Two lines in the data below mark the range: the one with "(self.g * 255.0).round()" and the one with "pub fn with_alpha(&self, alpha: f32)". Return both, along with every line between them, exactly.

• • • • •

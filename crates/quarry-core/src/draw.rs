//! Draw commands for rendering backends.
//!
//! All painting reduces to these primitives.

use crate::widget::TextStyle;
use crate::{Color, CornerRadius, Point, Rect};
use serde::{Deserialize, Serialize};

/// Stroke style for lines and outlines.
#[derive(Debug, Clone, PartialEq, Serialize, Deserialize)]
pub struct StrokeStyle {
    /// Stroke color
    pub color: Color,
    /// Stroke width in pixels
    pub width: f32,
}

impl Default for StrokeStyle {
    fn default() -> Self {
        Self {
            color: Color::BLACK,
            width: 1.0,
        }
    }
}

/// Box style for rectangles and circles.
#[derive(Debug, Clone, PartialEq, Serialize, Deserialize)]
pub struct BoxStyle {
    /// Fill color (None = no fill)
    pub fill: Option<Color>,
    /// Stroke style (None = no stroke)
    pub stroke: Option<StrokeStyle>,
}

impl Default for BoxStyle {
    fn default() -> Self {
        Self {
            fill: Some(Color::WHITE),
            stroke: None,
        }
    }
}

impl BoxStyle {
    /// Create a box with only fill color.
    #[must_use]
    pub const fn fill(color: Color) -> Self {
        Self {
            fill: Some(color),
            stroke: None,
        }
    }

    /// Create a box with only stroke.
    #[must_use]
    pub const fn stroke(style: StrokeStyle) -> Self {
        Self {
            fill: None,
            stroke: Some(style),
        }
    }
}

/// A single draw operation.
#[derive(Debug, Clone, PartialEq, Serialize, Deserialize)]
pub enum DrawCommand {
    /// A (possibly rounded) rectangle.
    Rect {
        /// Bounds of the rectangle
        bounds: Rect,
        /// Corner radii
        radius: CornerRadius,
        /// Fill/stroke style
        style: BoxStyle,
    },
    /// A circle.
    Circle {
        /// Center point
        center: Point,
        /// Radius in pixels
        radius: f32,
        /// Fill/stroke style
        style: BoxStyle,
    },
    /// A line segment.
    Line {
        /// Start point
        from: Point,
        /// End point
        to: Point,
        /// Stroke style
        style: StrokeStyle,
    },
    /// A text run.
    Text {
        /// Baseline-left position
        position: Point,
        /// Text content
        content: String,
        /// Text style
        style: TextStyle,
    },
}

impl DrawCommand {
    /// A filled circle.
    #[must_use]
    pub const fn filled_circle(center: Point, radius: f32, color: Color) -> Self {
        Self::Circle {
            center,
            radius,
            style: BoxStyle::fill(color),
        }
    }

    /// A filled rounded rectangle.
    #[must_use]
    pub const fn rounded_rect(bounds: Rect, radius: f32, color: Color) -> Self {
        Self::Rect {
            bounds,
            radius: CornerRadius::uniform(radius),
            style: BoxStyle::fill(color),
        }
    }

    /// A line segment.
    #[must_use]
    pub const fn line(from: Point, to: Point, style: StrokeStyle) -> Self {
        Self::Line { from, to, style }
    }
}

• • • • •

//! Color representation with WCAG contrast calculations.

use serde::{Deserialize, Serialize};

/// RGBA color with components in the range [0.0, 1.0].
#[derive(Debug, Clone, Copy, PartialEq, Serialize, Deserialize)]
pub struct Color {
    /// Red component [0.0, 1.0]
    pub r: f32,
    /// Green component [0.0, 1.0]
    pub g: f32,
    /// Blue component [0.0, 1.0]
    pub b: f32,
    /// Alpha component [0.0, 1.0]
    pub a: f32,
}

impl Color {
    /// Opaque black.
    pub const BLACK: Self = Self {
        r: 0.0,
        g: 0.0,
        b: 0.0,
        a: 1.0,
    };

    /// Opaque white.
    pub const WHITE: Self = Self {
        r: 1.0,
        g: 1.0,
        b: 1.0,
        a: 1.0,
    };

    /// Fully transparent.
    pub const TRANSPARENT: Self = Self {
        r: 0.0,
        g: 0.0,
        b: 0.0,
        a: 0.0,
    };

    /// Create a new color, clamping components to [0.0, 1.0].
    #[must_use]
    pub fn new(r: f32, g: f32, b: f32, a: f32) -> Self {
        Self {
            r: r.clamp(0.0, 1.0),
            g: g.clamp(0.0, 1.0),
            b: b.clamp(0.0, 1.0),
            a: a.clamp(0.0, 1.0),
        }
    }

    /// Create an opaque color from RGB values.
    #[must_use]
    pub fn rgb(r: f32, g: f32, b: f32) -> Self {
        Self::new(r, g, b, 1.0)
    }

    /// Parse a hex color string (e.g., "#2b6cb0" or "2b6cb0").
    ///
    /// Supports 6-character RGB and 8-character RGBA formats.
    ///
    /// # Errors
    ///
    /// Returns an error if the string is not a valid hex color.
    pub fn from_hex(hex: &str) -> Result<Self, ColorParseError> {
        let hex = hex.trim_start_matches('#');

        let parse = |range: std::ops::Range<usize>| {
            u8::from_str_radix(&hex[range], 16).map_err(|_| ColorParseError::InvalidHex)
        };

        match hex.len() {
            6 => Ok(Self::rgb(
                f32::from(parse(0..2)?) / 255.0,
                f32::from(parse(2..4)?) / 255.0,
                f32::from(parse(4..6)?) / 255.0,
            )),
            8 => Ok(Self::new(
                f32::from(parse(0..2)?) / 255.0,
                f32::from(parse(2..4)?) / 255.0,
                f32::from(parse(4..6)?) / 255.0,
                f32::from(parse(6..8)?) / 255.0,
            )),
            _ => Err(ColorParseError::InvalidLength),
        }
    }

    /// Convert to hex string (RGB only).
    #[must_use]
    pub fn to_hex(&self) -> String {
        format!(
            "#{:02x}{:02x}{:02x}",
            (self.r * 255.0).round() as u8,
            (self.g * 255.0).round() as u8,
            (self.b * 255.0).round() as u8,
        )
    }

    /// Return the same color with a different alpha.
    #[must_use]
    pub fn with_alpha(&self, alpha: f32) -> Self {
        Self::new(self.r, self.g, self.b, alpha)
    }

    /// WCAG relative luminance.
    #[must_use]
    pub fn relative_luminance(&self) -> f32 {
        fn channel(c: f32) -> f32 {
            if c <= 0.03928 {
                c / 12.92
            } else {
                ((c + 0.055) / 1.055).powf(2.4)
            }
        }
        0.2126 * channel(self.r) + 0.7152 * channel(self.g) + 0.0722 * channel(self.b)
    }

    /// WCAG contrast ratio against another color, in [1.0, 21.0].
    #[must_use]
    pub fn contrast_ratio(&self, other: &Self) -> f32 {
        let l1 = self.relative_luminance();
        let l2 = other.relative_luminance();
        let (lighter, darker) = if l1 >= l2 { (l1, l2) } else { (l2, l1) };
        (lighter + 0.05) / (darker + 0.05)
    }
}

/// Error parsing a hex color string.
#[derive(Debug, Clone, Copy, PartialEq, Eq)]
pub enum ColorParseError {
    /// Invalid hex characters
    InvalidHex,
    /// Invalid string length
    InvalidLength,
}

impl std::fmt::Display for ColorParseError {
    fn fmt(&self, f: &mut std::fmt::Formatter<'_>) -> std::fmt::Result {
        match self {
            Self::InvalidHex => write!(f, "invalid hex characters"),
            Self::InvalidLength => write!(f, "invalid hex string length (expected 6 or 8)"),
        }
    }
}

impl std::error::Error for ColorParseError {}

• • • • •

> _Response area_:
            (self.g * 255.0).round() as u8,
            (self.b * 255.0).round() as u8,
        )
    }

    /// Return the same color with a different alpha.
    #[must_use]
    pub fn with_alpha(&self, alpha: f32) -> Self {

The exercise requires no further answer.